419 rows=5000000 loops=1)
-> Hash (cost=15.00..15.00 rows=1000 width=8) (actual time=0.330..0.330 rows=1000 loop
s=1)
Buckets: 1024 Batches: 1 Memory Usage: 48kB
-> Seq Scan on t_b (cost=0.00..15.00 rows=1000 width=8) (actual time=0.005..0.11
7 rows=1000 loops=1)
Planning time: 0.330 ms
Execution time: 1921.997 ms
(14 rows)
這樣修改之後,不影響查詢結果,執行計劃和之前保持一致,但是需要注意的是,不能再T_A表的(id,c_1)上建立組合索引,否則和之前一樣,執行計劃發生改變。
結束語
這個問題在我們的生產環境上出現了2次,後來排查,又發現了類似的問題,修改之後,效能沒有下降。並且在mysql5.5上測試,發現類似同樣的情況。
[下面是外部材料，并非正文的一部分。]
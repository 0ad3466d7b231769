//! Minimal PDF 1.4 serializer: A4 pages, the two standard Helvetica faces,
//! uncompressed content streams.

use std::fmt::Write as _;

pub const PAGE_WIDTH: f32 = 595.0;
pub const PAGE_HEIGHT: f32 = 842.0;

#[derive(Clone, Copy, Debug, PartialEq, Eq)]
pub enum Face {
    Regular,
    Bold,
}

impl Face {
    fn resource(self) -> &'static str {
        match self {
            Self::Regular => "F1",
            Self::Bold => "F2",
        }
    }
}

/// RGB fill/stroke colour, components in `0.0..=1.0`.
#[derive(Clone, Copy, Debug, PartialEq)]
pub struct Rgb(pub f32, pub f32, pub f32);

impl Rgb {
    pub const BLACK: Rgb = Rgb(0.0, 0.0, 0.0);
    pub const DARK_GRAY: Rgb = Rgb(0.27, 0.27, 0.27);
    pub const NAVY: Rgb = Rgb(0.0, 0.0, 0.55);
    pub const BLUE: Rgb = Rgb(0.0, 0.0, 1.0);
    pub const GREEN: Rgb = Rgb(0.0, 0.39, 0.0);
    pub const RED: Rgb = Rgb(0.8, 0.0, 0.0);
}

/// Content stream of one page, in top-down coordinates.
#[derive(Debug, Default)]
pub struct PageCanvas {
    ops: String,
}

impl PageCanvas {
    /// Draws `text` with its baseline at `baseline` points from the top.
    pub fn text(&mut self, x: f32, baseline: f32, face: Face, size: f32, color: Rgb, text: &str) {
        let _ = writeln!(
            self.ops,
            "BT {} {} {} rg /{} {} Tf {:.2} {:.2} Td ({}) Tj ET",
            color.0,
            color.1,
            color.2,
            face.resource(),
            size,
            x,
            PAGE_HEIGHT - baseline,
            escape(text)
        );
    }

    /// Horizontal rule at `y` points from the top.
    pub fn rule(&mut self, x1: f32, x2: f32, y: f32, width: f32, color: Rgb) {
        let y = PAGE_HEIGHT - y;
        let _ = writeln!(
            self.ops,
            "{} {} {} RG {} w {:.2} {:.2} m {:.2} {:.2} l S",
            color.0, color.1, color.2, width, x1, y, x2, y
        );
    }

    pub fn is_empty(&self) -> bool {
        self.ops.is_empty()
    }

    #[cfg(test)]
    pub fn ops(&self) -> &str {
        &self.ops
    }
}

/// Escapes a string literal and maps it to WinAnsi bytes; characters outside
/// Latin-1 become `?`.
fn escape(text: &str) -> String {
    let mut out = String::with_capacity(text.len());
    for c in text.chars() {
        match c {
            '(' | ')' | '\\' => {
                out.push('\\');
                out.push(c);
            }
            ' '..='~' => out.push(c),
            '\u{a0}'..='\u{ff}' => {
                let _ = write!(out, "\\{:03o}", c as u32);
            }
            _ => out.push('?'),
        }
    }
    out
}

/// Serializes pages into a complete PDF file.
pub fn finish(pages: &[PageCanvas]) -> Vec<u8> {
    // Objects: 1 catalog, 2 page tree, 3 regular font, 4 bold font, then a
    // page object and a content stream per page.
    let page_ids: Vec<usize> = (0..pages.len()).map(|i| 5 + i * 2).collect();
    let mut objects: Vec<String> = Vec::with_capacity(4 + pages.len() * 2);

    objects.push("<< /Type /Catalog /Pages 2 0 R >>".to_string());
    let kids: Vec<String> = page_ids.iter().map(|id| format!("{id} 0 R")).collect();
    objects.push(format!(
        "<< /Type /Pages /Kids [{}] /Count {} >>",
        kids.join(" "),
        pages.len()
    ));
    for base_font in ["Helvetica", "Helvetica-Bold"] {
        objects.push(format!(
            "<< /Type /Font /Subtype /Type1 /BaseFont /{base_font} /Encoding /WinAnsiEncoding >>"
        ));
    }
    for (page, id) in pages.iter().zip(&page_ids) {
        objects.push(format!(
            "<< /Type /Page /Parent 2 0 R /MediaBox [0 0 {PAGE_WIDTH} {PAGE_HEIGHT}] \
             /Resources << /Font << /F1 3 0 R /F2 4 0 R >> >> /Contents {} 0 R >>",
            id + 1
        ));
        objects.push(format!(
            "<< /Length {} >>\nstream\n{}endstream",
            page.ops.len(),
            page.ops
        ));
    }

    let mut out = String::from("%PDF-1.4\n");
    let mut offsets = Vec::with_capacity(objects.len());
    for (index, body) in objects.iter().enumerate() {
        offsets.push(out.len());
        let _ = write!(out, "{} 0 obj\n{}\nendobj\n", index + 1, body);
    }
    let xref = out.len();
    let _ = write!(out, "xref\n0 {}\n0000000000 65535 f \n", objects.len() + 1);
    for offset in offsets {
        let _ = write!(out, "{offset:010} 00000 n \n");
    }
    let _ = write!(
        out,
        "trailer\n<< /Size {} /Root 1 0 R >>\nstartxref\n{}\n%%EOF\n",
        objects.len() + 1,
        xref
    );
    out.into_bytes()
}
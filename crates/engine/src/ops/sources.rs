use chrono::NaiveDate;
use sea_orm::{QueryFilter, QueryOrder, prelude::*, sea_query::OnConflict};
use tracing::debug;

use crate::{BankSource, ChangeKind, LedgerChange, ResultEngine, sources};

use super::{Ledger, normalize_required_name};

impl Ledger {
    /// Creates or replaces the opening snapshot of `(date, source_name)`.
    pub async fn upsert_source(&self, source: BankSource) -> ResultEngine<BankSource> {
        let mut source = source;
        source.source_name = normalize_required_name(&source.source_name, "source name")?;
        {
            let _guard = self.locks.write(source.date).await;
            sources::Entity::insert(sources::ActiveModel::from(&source))
                .on_conflict(
                    OnConflict::columns([sources::Column::Date, sources::Column::SourceName])
                        .update_columns([
                            sources::Column::OpeningCashMinor,
                            sources::Column::OpeningChequeMinor,
                            sources::Column::OpeningCardMinor,
                        ])
                        .to_owned(),
                )
                .exec_without_returning(&self.database)
                .await?;
        }
        debug!("source '{}' saved for {}", source.source_name, source.date);
        self.notify(LedgerChange {
            date: source.date,
            kind: ChangeKind::Source,
        });
        Ok(source)
    }

    /// Deletes a snapshot. Entries that reference the source are kept and
    /// from then on balance against a zero opening.
    pub async fn delete_source(&self, date: NaiveDate, source_name: &str) -> ResultEngine<bool> {
        let removed = {
            let _guard = self.locks.write(date).await;
            sources::Entity::delete_many()
                .filter(sources::Column::Date.eq(date))
                .filter(sources::Column::SourceName.eq(source_name.trim()))
                .exec(&self.database)
                .await?
                .rows_affected
                > 0
        };
        if removed {
            debug!("source '{source_name}' deleted from {date}");
            self.notify(LedgerChange {
                date,
                kind: ChangeKind::Source,
            });
        }
        Ok(removed)
    }

    /// Snapshots of one date ordered by source name.
    pub async fn sources(&self, date: NaiveDate) -> ResultEngine<Vec<BankSource>> {
        let _guard = self.locks.read(date).await;
        self.sources_unlocked(date).await
    }

    pub(super) async fn sources_unlocked(&self, date: NaiveDate) -> ResultEngine<Vec<BankSource>> {
        Ok(sources::Entity::find()
            .filter(sources::Column::Date.eq(date))
            .order_by_asc(sources::Column::SourceName)
            .all(&self.database)
            .await?
            .into_iter()
            .map(BankSource::from)
            .collect())
    }
}
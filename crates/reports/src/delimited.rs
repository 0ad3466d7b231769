//! Delimited-text encoding.

use chrono::NaiveDate;
use csv::{Writer, WriterBuilder};
use engine::{
    BankSource, Channel, Conversion, FlowTotals, HistoryItem, LedgerEntry, Money, TransferEntry,
};

use crate::{
    ReportError, ReportSnapshot,
    snapshot::{DailyReport, converted, history_totals, person_name, transfer_totals},
};

type CsvOut = Writer<Vec<u8>>;

/// Renders `snapshot` as comma separated UTF-8 text.
pub fn render_delimited(
    snapshot: &ReportSnapshot,
    conversion: &Conversion,
) -> Result<Vec<u8>, ReportError> {
    let mut out = WriterBuilder::new().flexible(true).from_writer(vec![]);
    match snapshot {
        ReportSnapshot::Daily {
            date,
            entries,
            sources,
        } => daily(&mut out, *date, entries, sources, conversion)?,
        ReportSnapshot::Accounts { date, transfers } => {
            accounts(&mut out, *date, transfers, conversion)?
        }
        ReportSnapshot::History { start, end, items } => {
            history(&mut out, *start, *end, items, conversion)?
        }
    }
    Ok(out.into_inner()?)
}

/// Text fields never carry the separator.
fn safe(text: &str) -> String {
    text.replace(',', " ")
}

fn rate_line(out: &mut CsvOut, conversion: &Conversion) -> Result<(), ReportError> {
    out.write_record(["Rate", conversion.describe().as_str()])?;
    Ok(())
}

fn blank(out: &mut CsvOut) -> Result<(), ReportError> {
    out.write_record([""])?;
    Ok(())
}

fn daily(
    out: &mut CsvOut,
    date: NaiveDate,
    entries: &[LedgerEntry],
    sources: &[BankSource],
    conversion: &Conversion,
) -> Result<(), ReportError> {
    let report = DailyReport::build(entries, sources);
    let base = conversion.base.code();
    let target = conversion.target.code();

    out.write_record(["Daily Expense Report"])?;
    out.write_record(["Person Name", safe(person_name(entries)).as_str()])?;
    out.write_record(["Date", date.format("%d/%m/%Y").to_string().as_str()])?;
    out.write_record(["Day", date.format("%A").to_string().as_str()])?;
    rate_line(out, conversion)?;
    blank(out)?;

    for section in &report.sections {
        let summary = &section.summary;
        let name = safe(&summary.source.source_name);
        out.write_record([format!("BANK SOURCE: {name}")])?;
        for channel in Channel::ALL {
            out.write_record([
                format!("Opening {}", channel.label()),
                summary.opening().get(channel).to_string(),
            ])?;
        }
        out.write_record([
            "Category".to_string(),
            "Item Name".to_string(),
            "Additional Info".to_string(),
            "Qty".to_string(),
            "Unit".to_string(),
            format!("Price ({base})"),
            format!("Price ({target})"),
            "Type".to_string(),
            "Mode".to_string(),
        ])?;

        for group in &section.categories {
            for entry in &group.entries {
                out.write_record([
                    safe(&entry.category),
                    safe(&entry.item_name),
                    safe(&entry.note),
                    entry.quantity.to_string(),
                    entry.unit.as_str().to_string(),
                    entry.total_amount.to_string(),
                    converted(conversion, entry.total_amount).to_string(),
                    entry.direction.as_str().to_string(),
                    entry.channel.label().to_string(),
                ])?;
            }
            let net = group.net();
            out.write_record([
                safe(group.name),
                "SUBTOTAL (net)".to_string(),
                String::new(),
                String::new(),
                String::new(),
                net.to_string(),
                converted(conversion, net).to_string(),
            ])?;
        }

        out.write_record([String::new(), format!("CLOSING SUMMARY ({name})")])?;
        for channel in Channel::ALL {
            out.write_record([
                String::new(),
                channel.label().to_string(),
                "Opening:".to_string(),
                summary.opening().get(channel).to_string(),
                "Credit:".to_string(),
                summary.credit.get(channel).to_string(),
                "Debit:".to_string(),
                summary.debit.get(channel).to_string(),
                "Closing:".to_string(),
                summary.closing.get(channel).to_string(),
            ])?;
        }
        blank(out)?;
    }

    let total = report.grand_total;
    out.write_record([
        "GRAND TOTAL".to_string(),
        "Cash".to_string(),
        total.per_channel.cash.to_string(),
        "Cheque".to_string(),
        total.per_channel.cheque.to_string(),
        "Card".to_string(),
        total.per_channel.card.to_string(),
        format!("Total ({base})"),
        total.total.to_string(),
        format!("Total ({target})"),
        converted(conversion, total.total).to_string(),
    ])?;
    Ok(())
}

fn flow_totals(
    out: &mut CsvOut,
    totals: FlowTotals,
    conversion: &Conversion,
) -> Result<(), ReportError> {
    let rows: [(&str, Money); 3] = [
        ("TOTAL CREDIT", totals.credit),
        ("TOTAL DEBIT", totals.debit),
        ("NET", totals.net()),
    ];
    for (label, amount) in rows {
        out.write_record([
            label.to_string(),
            amount.to_string(),
            converted(conversion, amount).to_string(),
        ])?;
    }
    Ok(())
}

fn accounts(
    out: &mut CsvOut,
    date: NaiveDate,
    transfers: &[TransferEntry],
    conversion: &Conversion,
) -> Result<(), ReportError> {
    let base = conversion.base.code();
    let target = conversion.target.code();

    out.write_record(["Account Transactions"])?;
    out.write_record(["Date", date.format("%d/%m/%Y").to_string().as_str()])?;
    rate_line(out, conversion)?;
    blank(out)?;
    out.write_record([
        "From Holder".to_string(),
        "From Bank".to_string(),
        "From Acc".to_string(),
        "To Beneficiary".to_string(),
        "To Bank".to_string(),
        "To Acc".to_string(),
        format!("Amt ({base})"),
        format!("Amt ({target})"),
        "Type".to_string(),
        "Mode".to_string(),
    ])?;
    for t in transfers {
        // Leading quote keeps spreadsheets from reading account numbers as numbers.
        out.write_record([
            safe(&t.from_holder),
            safe(&t.from_source),
            format!("'{}", safe(&t.from_account_ref)),
            safe(&t.to_holder),
            safe(&t.to_source),
            format!("'{}", safe(&t.to_account_ref)),
            t.amount.to_string(),
            converted(conversion, t.amount).to_string(),
            t.direction.as_str().to_string(),
            t.channel.label().to_string(),
        ])?;
    }
    blank(out)?;
    flow_totals(out, transfer_totals(transfers), conversion)
}

fn history(
    out: &mut CsvOut,
    start: NaiveDate,
    end: NaiveDate,
    items: &[HistoryItem],
    conversion: &Conversion,
) -> Result<(), ReportError> {
    let base = conversion.base.code();
    let target = conversion.target.code();

    out.write_record(["Monthly Report"])?;
    out.write_record([
        "Period".to_string(),
        format!("{} - {}", start.format("%d/%m/%Y"), end.format("%d/%m/%Y")),
    ])?;
    rate_line(out, conversion)?;
    blank(out)?;
    out.write_record([
        "Date".to_string(),
        "Day".to_string(),
        "Kind".to_string(),
        "Description".to_string(),
        "Source".to_string(),
        format!("Amt ({base})"),
        format!("Amt ({target})"),
        "Type".to_string(),
        "Mode".to_string(),
    ])?;
    for item in items {
        let (kind, source) = match item {
            HistoryItem::Expense(e) => ("Expense", e.source_name.as_str()),
            HistoryItem::Transfer(t) => ("Transfer", t.from_source.as_str()),
        };
        out.write_record([
            item.date().format("%d/%m/%Y").to_string(),
            item.date().format("%A").to_string(),
            kind.to_string(),
            safe(&item.label()),
            safe(source),
            item.amount().to_string(),
            converted(conversion, item.amount()).to_string(),
            item.direction().as_str().to_string(),
            item.channel().label().to_string(),
        ])?;
    }
    blank(out)?;
    flow_totals(out, history_totals(items), conversion)
}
後來分析,最優的解決方式應該是採用UNION ALL的方式轉換OR條件,但是目前pg底層不能自動轉換。可喜的是,社群已經注意到這個問題,著手開發pacth進行底層效能優化,這樣效能會明顯提升
Convert join OR clauses into UNION queries
https://commitfest.postgresql.org/18/1001/
由於對資料庫底層的執行計劃不是很瞭解,因此對這個執行計劃改變過程不是很理解,希望高手能給解答下。